◆ EXERCISE DESCRIPTION
Take the entries below and print only the lines from the one with "impl ExactSizeIterator for ItemsView<'_>" through the one with "(TypeKind::Struct(fields), Storage::Struct(slots)) =>", exactly as they stand, both ends included.

◆ RAW DATA
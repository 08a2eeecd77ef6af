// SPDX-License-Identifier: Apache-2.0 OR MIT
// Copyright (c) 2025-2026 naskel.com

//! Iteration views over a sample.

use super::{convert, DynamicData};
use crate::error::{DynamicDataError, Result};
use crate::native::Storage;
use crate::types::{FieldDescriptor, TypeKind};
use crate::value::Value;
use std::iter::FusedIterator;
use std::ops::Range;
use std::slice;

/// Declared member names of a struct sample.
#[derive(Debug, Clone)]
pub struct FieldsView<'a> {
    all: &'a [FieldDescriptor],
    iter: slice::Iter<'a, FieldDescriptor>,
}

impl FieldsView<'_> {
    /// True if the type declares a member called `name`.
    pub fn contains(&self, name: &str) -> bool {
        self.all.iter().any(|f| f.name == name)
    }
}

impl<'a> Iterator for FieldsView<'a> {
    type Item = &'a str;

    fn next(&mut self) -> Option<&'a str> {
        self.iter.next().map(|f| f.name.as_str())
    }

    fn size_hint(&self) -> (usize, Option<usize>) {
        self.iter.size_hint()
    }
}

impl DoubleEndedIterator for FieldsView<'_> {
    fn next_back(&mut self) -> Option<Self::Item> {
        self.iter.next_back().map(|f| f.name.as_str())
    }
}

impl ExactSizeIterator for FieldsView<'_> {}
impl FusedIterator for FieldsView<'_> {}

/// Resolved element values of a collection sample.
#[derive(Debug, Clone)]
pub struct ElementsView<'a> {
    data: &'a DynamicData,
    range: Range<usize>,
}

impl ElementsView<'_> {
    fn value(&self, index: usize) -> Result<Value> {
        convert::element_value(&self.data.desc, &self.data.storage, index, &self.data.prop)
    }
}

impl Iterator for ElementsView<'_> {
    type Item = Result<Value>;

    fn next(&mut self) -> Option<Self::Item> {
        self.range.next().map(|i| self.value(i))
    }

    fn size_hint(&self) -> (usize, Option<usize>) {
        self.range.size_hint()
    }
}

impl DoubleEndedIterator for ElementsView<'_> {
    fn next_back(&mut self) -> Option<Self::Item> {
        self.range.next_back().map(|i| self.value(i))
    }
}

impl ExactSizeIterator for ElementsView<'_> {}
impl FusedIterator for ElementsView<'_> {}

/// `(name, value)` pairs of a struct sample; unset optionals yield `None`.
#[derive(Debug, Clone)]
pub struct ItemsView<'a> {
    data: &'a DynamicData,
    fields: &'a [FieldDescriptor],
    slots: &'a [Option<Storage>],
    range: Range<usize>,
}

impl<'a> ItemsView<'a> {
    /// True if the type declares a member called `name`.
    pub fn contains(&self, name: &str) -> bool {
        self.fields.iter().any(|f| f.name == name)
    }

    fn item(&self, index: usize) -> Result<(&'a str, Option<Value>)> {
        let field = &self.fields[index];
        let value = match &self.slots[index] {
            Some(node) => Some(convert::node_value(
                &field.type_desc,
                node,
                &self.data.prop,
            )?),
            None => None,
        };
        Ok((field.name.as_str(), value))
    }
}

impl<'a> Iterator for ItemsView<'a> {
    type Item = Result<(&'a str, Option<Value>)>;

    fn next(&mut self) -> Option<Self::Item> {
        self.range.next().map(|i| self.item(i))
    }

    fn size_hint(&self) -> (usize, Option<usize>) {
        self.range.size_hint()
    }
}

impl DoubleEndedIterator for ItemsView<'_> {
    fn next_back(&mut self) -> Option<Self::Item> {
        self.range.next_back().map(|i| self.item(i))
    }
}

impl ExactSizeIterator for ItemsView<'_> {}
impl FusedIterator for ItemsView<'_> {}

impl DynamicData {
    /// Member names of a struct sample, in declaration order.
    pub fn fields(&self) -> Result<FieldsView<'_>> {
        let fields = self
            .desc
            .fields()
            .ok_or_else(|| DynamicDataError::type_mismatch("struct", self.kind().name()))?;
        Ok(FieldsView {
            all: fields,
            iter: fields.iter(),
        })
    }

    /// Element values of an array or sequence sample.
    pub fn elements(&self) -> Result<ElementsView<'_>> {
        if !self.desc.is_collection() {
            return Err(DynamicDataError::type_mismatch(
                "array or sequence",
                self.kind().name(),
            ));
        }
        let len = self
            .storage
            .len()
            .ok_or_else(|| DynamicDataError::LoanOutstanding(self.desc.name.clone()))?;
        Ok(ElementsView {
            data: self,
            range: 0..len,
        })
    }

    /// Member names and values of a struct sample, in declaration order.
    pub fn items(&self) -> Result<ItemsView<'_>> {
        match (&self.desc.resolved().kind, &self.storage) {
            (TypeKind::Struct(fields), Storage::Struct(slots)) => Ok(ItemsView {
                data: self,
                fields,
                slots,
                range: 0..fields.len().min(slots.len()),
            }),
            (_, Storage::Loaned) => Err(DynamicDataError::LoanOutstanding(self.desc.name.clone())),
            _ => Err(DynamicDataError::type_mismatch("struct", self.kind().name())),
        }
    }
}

◆ RESPONSE TO THE TASK
impl ExactSizeIterator for ItemsView<'_> {}
impl FusedIterator for ItemsView<'_> {}

impl DynamicData {
    /// Member names of a struct sample, in declaration order.
    pub fn fields(&self) -> Result<FieldsView<'_>> {
        let fields = self
            .desc
            .fields()
            .ok_or_else(|| DynamicDataError::type_mismatch("struct", self.kind().name()))?;
        Ok(FieldsView {
            all: fields,
            iter: fields.iter(),
        })
    }

    /// Element values of an array or sequence sample.
    pub fn elements(&self) -> Result<ElementsView<'_>> {
        if !self.desc.is_collection() {
            return Err(DynamicDataError::type_mismatch(
                "array or sequence",
                self.kind().name(),
            ));
        }
        let len = self
            .storage
            .len()
            .ok_or_else(|| DynamicDataError::LoanOutstanding(self.desc.name.clone()))?;
        Ok(ElementsView {
            data: self,
            range: 0..len,
        })
    }

    /// Member names and values of a struct sample, in declaration order.
    pub fn items(&self) -> Result<ItemsView<'_>> {
        match (&self.desc.resolved().kind, &self.storage) {
            (TypeKind::Struct(fields), Storage::Struct(slots)) => Ok(ItemsView {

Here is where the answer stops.